Los Angeles fire crews battled hillside blazes near Santa Clarita Monday as Governor Jerry Brown took matters into his own hands. It could work. Jerry Brown is on the phone right now trying to persuade the fire to move to Texas for a better economy and lower taxes.
U.S. Congressman Charlie Rangel said the IRS scrutiny of conservatives was the result of a cancer on the IRS office in Cincinnati. Many agree. Michael Douglas now blames his throat cancer on the envelope he licked when he sent in his tax returns seven years ago.
The IRS was found Monday to have spent fifty million dollars of taxpayer money on lavish conferences the last two years. The conference entertainment cost ran up the bill. Throwing taxpayers to the lions was expensive, mostly because of the liability insurance.
IRS commissioner Danny Werfel admitted to Congress Monday that the IRS had overreached in targeting conservative groups. He promised to make it right. The NAACP would be wise to place Pat Buchanan’s face on its fundraising stationery until the heat’s off.
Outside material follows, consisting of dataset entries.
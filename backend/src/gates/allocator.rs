//! Per-location gate inventory and slot allocation
//!
//! Booking is two-phase: [`GateInventory::plan_booking`] finds one gate
//! that can serve every requested window without touching any state, and
//! [`GateInventory::commit`] marks the planned slots booked. Each window
//! takes every slot it touches. A plan is all-or-nothing: if any window
//! cannot be covered no slot is consumed.

use crate::catalog::SizeClass;
use crate::core::DateContext;
use crate::gates::pricing::{GateDefaults, PricingConfig};
use crate::models::gate::{Gate, GateBooking, GateType, SlotStatus, TimeWindow};
use serde::{Deserialize, Serialize};
use std::collections::BTreeMap;
use thiserror::Error;

/// Errors raised by gate operations
#[derive(Debug, Error, PartialEq)]
pub enum GateError {
    #[error("Gate not found: {gate_id}")]
    GateNotFound { gate_id: String },

    #[error("Slot not found: {slot_id}")]
    SlotNotFound { slot_id: String },

    #[error("Slot {slot_id} is not available")]
    SlotNotAvailable { slot_id: String },

    #[error("Booking not found: {booking_id}")]
    BookingNotFound { booking_id: String },

    #[error("Booking {booking_id} is already cancelled")]
    BookingInactive { booking_id: String },

    #[error("Booking needs at least one time window")]
    NoWindows,

    #[error("Invalid time window: start {start_minute}, duration {duration_minutes}")]
    InvalidWindow {
        start_minute: u32,
        duration_minutes: u32,
    },

    #[error("No gate at {location_id} suits a {size:?} vehicle")]
    NoSuitableGate {
        location_id: String,
        size: SizeClass,
    },

    #[error("No single gate at {location_id} can serve all {windows} requested window(s)")]
    NoAvailableSlots { location_id: String, windows: usize },
}

/// Inputs for dynamic slot pricing at booking time
#[derive(Debug, Clone, Copy)]
pub struct PriceContext<'a> {
    pub pricing: &'a PricingConfig,
    pub international: bool,
    pub date: DateContext,
}

impl PriceContext<'_> {
    fn price(&self, gate: &Gate, hour: u32, gate_count: usize) -> i64 {
        self.pricing.slot_price(
            gate.gate_type(),
            gate.base_price(),
            hour,
            self.international,
            self.date,
            gate_count,
        )
    }
}

/// One gate's answer to an availability query
#[derive(Debug, Clone, PartialEq, Serialize, Deserialize)]
pub struct GateAvailability {
    pub gate_id: String,
    pub gate_type: GateType,
    pub max_size: SizeClass,

    /// Available slots overlapping the queried window
    pub slot_ids: Vec<String>,

    pub min_price: i64,
    pub max_price: i64,

    /// Whether the queried vehicle fits (true when no vehicle given)
    pub suitable: bool,
}

/// A validated, not yet committed booking
#[derive(Debug, Clone, PartialEq)]
pub struct BookingPlan {
    pub gate_id: String,
    pub slot_ids: Vec<String>,
    pub windows: Vec<TimeWindow>,
    pub total_cost: i64,
}

/// Gate usage summary for one location
#[derive(Debug, Clone, PartialEq, Serialize, Deserialize)]
pub struct GateStatistics {
    pub location_id: String,
    pub total_gates: usize,
    pub active_gates: usize,
    pub gates_by_type: BTreeMap<GateType, usize>,
    pub available_slots: usize,
    pub booked_slots: usize,
    pub blocked_slots: usize,

    /// Booked share of all slots today, 0.0 when there are none
    pub utilisation: f64,

    pub active_bookings: usize,
    pub total_booking_spend: i64,
}

/// All gates at one location
#[derive(Debug, Clone, PartialEq, Serialize, Deserialize)]
pub struct GateInventory {
    location_id: String,
    gates: Vec<Gate>,
    next_gate_number: u32,
}

impl GateInventory {
    pub fn new(location_id: impl Into<String>) -> Self {
        Self {
            location_id: location_id.into(),
            gates: Vec::new(),
            next_gate_number: 1,
        }
    }

    pub fn location_id(&self) -> &str {
        &self.location_id
    }

    pub fn gates(&self) -> &[Gate] {
        &self.gates
    }

    pub fn gate(&self, gate_id: &str) -> Option<&Gate> {
        self.gates.iter().find(|g| g.id() == gate_id)
    }

    fn gate_mut(&mut self, gate_id: &str) -> Result<&mut Gate, GateError> {
        self.gates
            .iter_mut()
            .find(|g| g.id() == gate_id)
            .ok_or_else(|| GateError::GateNotFound {
                gate_id: gate_id.to_string(),
            })
    }

    pub fn active_gate_count(&self) -> usize {
        self.gates.iter().filter(|g| g.is_active()).count()
    }

    /// Open a gate with the next sequential id (`<LOC>-G<n>`)
    ///
    /// The new gate gets today's slots right away; other gates are untouched.
    pub fn add_gate(
        &mut self,
        gate_type: GateType,
        defaults: &GateDefaults,
        operating_hours: (u32, u32),
        day: usize,
    ) -> String {
        let id = format!("{}-G{}", self.location_id, self.next_gate_number);
        self.next_gate_number += 1;

        let mut gate = Gate::new(
            id.clone(),
            self.location_id.clone(),
            gate_type,
            defaults.slot_policy,
            defaults.max_size,
            defaults.base_price,
        );
        gate.regenerate_slots(operating_hours, day);
        self.gates.push(gate);
        id
    }

    /// Rebuild every active gate's slots for `day` and re-apply bookings
    ///
    /// Active bookings recur daily, so their slot ids are marked booked
    /// again on the fresh slot lists.
    pub fn regenerate<'a>(
        &mut self,
        operating_hours: (u32, u32),
        day: usize,
        bookings: impl IntoIterator<Item = &'a GateBooking>,
    ) {
        for gate in self.gates.iter_mut().filter(|g| g.is_active()) {
            gate.regenerate_slots(operating_hours, day);
        }

        for booking in bookings {
            if !booking.active || booking.location_id != self.location_id {
                continue;
            }
            let Ok(gate) = self.gate_mut(&booking.gate_id) else {
                continue;
            };
            for slot_id in &booking.slot_ids {
                let rebooked =
                    gate.book_slot(slot_id, &booking.id, &booking.route_id, &booking.vehicle_id);
                debug_assert!(rebooked, "recurring slot {} lost on regeneration", slot_id);
            }
        }
    }

    /// Active gates with free slots overlapping `window`
    pub fn check_availability(
        &self,
        window: &TimeWindow,
        size: Option<SizeClass>,
        prices: &PriceContext<'_>,
    ) -> Vec<GateAvailability> {
        let gate_count = self.active_gate_count();

        self.gates
            .iter()
            .filter(|g| g.is_active())
            .filter_map(|gate| {
                let slots: Vec<_> = gate.available_overlapping(window).collect();
                if slots.is_empty() {
                    return None;
                }
                let slot_prices: Vec<i64> = slots
                    .iter()
                    .map(|s| prices.price(gate, s.window.start_hour(), gate_count))
                    .collect();

                Some(GateAvailability {
                    gate_id: gate.id().to_string(),
                    gate_type: gate.gate_type(),
                    max_size: gate.max_size(),
                    slot_ids: slots.iter().map(|s| s.id.clone()).collect(),
                    min_price: slot_prices.iter().copied().min().unwrap_or(0),
                    max_price: slot_prices.iter().copied().max().unwrap_or(0),
                    suitable: size.map_or(true, |s| gate.suits(s)),
                })
            })
            .collect()
    }

    /// Find one gate able to serve every window
    ///
    /// Gates of the preferred type are tried first, then every other
    /// suitable gate, each group in inventory order. Nothing is mutated.
    pub fn plan_booking(
        &self,
        preferred: Option<GateType>,
        windows: &[TimeWindow],
        size: SizeClass,
        prices: &PriceContext<'_>,
    ) -> Result<BookingPlan, GateError> {
        if windows.is_empty() {
            return Err(GateError::NoWindows);
        }
        if let Some(bad) = windows.iter().find(|w| !w.is_valid()) {
            return Err(GateError::InvalidWindow {
                start_minute: bad.start_minute,
                duration_minutes: bad.duration_minutes,
            });
        }

        let suitable = || self.gates.iter().filter(move |g| g.is_active() && g.suits(size));
        let candidates: Vec<&Gate> = suitable()
            .filter(|g| Some(g.gate_type()) == preferred)
            .chain(suitable().filter(|g| Some(g.gate_type()) != preferred))
            .collect();

        if candidates.is_empty() {
            return Err(GateError::NoSuitableGate {
                location_id: self.location_id.clone(),
                size,
            });
        }

        let gate_count = self.active_gate_count();
        for gate in candidates {
            if let Some(plan) = Self::plan_on_gate(gate, windows, prices, gate_count) {
                return Ok(plan);
            }
        }

        Err(GateError::NoAvailableSlots {
            location_id: self.location_id.clone(),
            windows: windows.len(),
        })
    }

    fn plan_on_gate(
        gate: &Gate,
        windows: &[TimeWindow],
        prices: &PriceContext<'_>,
        gate_count: usize,
    ) -> Option<BookingPlan> {
        let mut slot_ids: Vec<String> = Vec::new();
        let mut total_cost = 0i64;

        for window in windows {
            for slot in gate.covering_slots(window)? {
                // Two windows touching one slot cannot both own it
                if slot_ids.contains(&slot.id) {
                    return None;
                }
                total_cost += prices.price(gate, slot.window.start_hour(), gate_count);
                slot_ids.push(slot.id.clone());
            }
        }

        Some(BookingPlan {
            gate_id: gate.id().to_string(),
            slot_ids,
            windows: windows.to_vec(),
            total_cost,
        })
    }

    /// Mark every planned slot booked, or none of them
    pub fn commit(
        &mut self,
        plan: &BookingPlan,
        booking_id: &str,
        route_id: &str,
        vehicle_id: &str,
    ) -> Result<(), GateError> {
        let gate = self.gate_mut(&plan.gate_id)?;

        for (idx, slot_id) in plan.slot_ids.iter().enumerate() {
            if !gate.book_slot(slot_id, booking_id, route_id, vehicle_id) {
                for reserved in &plan.slot_ids[..idx] {
                    gate.release_slot(reserved, booking_id);
                }
                return Err(GateError::SlotNotAvailable {
                    slot_id: slot_id.clone(),
                });
            }
        }
        Ok(())
    }

    /// Return a booking's slots to Available; returns how many were freed
    pub fn release(&mut self, booking: &GateBooking) -> usize {
        let Ok(gate) = self.gate_mut(&booking.gate_id) else {
            return 0;
        };
        booking
            .slot_ids
            .iter()
            .filter(|slot_id| gate.release_slot(slot_id, &booking.id))
            .count()
    }

    /// Close an available slot until the next regeneration
    pub fn block_slot(&mut self, gate_id: &str, slot_id: &str) -> Result<(), GateError> {
        let gate = self.gate_mut(gate_id)?;
        if gate.slot(slot_id).is_none() {
            return Err(GateError::SlotNotFound {
                slot_id: slot_id.to_string(),
            });
        }
        if gate.block_slot(slot_id) {
            Ok(())
        } else {
            Err(GateError::SlotNotAvailable {
                slot_id: slot_id.to_string(),
            })
        }
    }

    pub fn statistics<'a>(
        &self,
        bookings: impl IntoIterator<Item = &'a GateBooking>,
    ) -> GateStatistics {
        let mut gates_by_type: BTreeMap<GateType, usize> = BTreeMap::new();
        let (mut available, mut booked, mut blocked) = (0, 0, 0);

        for gate in &self.gates {
            *gates_by_type.entry(gate.gate_type()).or_insert(0) += 1;
            available += gate.count_slots(SlotStatus::Available);
            booked += gate.count_slots(SlotStatus::Booked);
            blocked += gate.count_slots(SlotStatus::Blocked);
        }

        let (mut active_bookings, mut total_booking_spend) = (0, 0i64);
        for booking in bookings
            .into_iter()
            .filter(|b| b.location_id == self.location_id)
        {
            if booking.active {
                active_bookings += 1;
            }
            total_booking_spend += booking.total_cost;
        }

        let total_slots = available + booked + blocked;
        GateStatistics {
            location_id: self.location_id.clone(),
            total_gates: self.gates.len(),
            active_gates: self.active_gate_count(),
            gates_by_type,
            available_slots: available,
            booked_slots: booked,
            blocked_slots: blocked,
            utilisation: if total_slots == 0 {
                0.0
            } else {
                booked as f64 / total_slots as f64
            },
            active_bookings,
            total_booking_spend,
        }
    }
}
Congress heard testimony from real people Tuesday who’d been targeted by the IRS because they’d sought exemption for their conservative groups. The IRS questions were so intrusive. The only organizations they didn’t red flag were the ones that have a red flag.
Kentucky Fried Chicken disclosed Sunday that KFC franchises sell twenty-five pieces of chicken per second. That’s half the number it was. KFC used to sell fifty pieces of chickens per second until three years ago when the right wings started getting audited.
Barack Obama backed a bill Tuesday to crack down on patent trolls who in the tech world are considered intellectual parasites. It’s confusing. When headlines said Obama was getting tough on trolls, everyone just assumed the IRS had been replaced by a flat tax.
Chrysler refused a U.S. government recall demand that the automaker recall over two million Jeeps and Grand Cherokees Wednesday. The government says the gas tank placement is unsafe. Anything that holds a hundred dollars worth of gasoline should be in a bank vault.
The IRS was discovered Tuesday to have spent fifty million dollars on lavish retreats at resort hotels. Videotape showed agents at the conference line-dancing and playing party games. They had fun bashing pinatas, and funny enough they were all shaped just like Republicans.
From The Empty Chair II, An Eastwood-Obama Sequel:
From what we’ve been learning about the IRS, it seems like you’re not very tolerant of opposition, let alone criticism. I know your story is that it’s all the fault of low-level staffers in Cincinnati. Do you really expect us to believe that a president whose main qualification was being a “community organizer” had nothing to do with a plan to stop certain political action committees from forming?
Come to think of it, weren’t you the guy in ’08 who sent out “truth squads” of prosecutors and sheriffs to threaten people who said bad things about you? Didn’t you also try to scare TV stations out of running an ad by an organization that’s unfriendly to you? What the IRS has done pretty much falls in line with that stuff, doesn’t it?
As someone who holds lots of political opinions that most people don’t think go together, I’m a little confused about whether I’m allowed to speak or not. I take it any opinion I state that agrees with you is acceptable, but as soon as I disagree, the taxman will be on me like a throbbing forehead vein.
From Jay Leno:
The mystery is over. After a month of waiting, it turns out that an 84-year-old woman in Florida has won the $590 million Powerball lottery. As for how much tax she’s going to have to pay, the IRS said it’s too early to tell because they don’t know whether she’s a Republican or Democrat.
The IRS spent $4 million on a conference in Anaheim that included luxury hotel suites, passes to theme parks, and tickets to sporting events. They say they’re not sure of the exact amount they spent because they didn’t keep any receipts. I think Wesley Snipes is saying, “Hey, what about me? I didn’t have my receipts.”
From Conan:
The 84-year-old woman who won the half-billion-dollar Powerball lottery asked for it to be given in a lump sum. Then she said, “Actually, can I get that in the next hour?”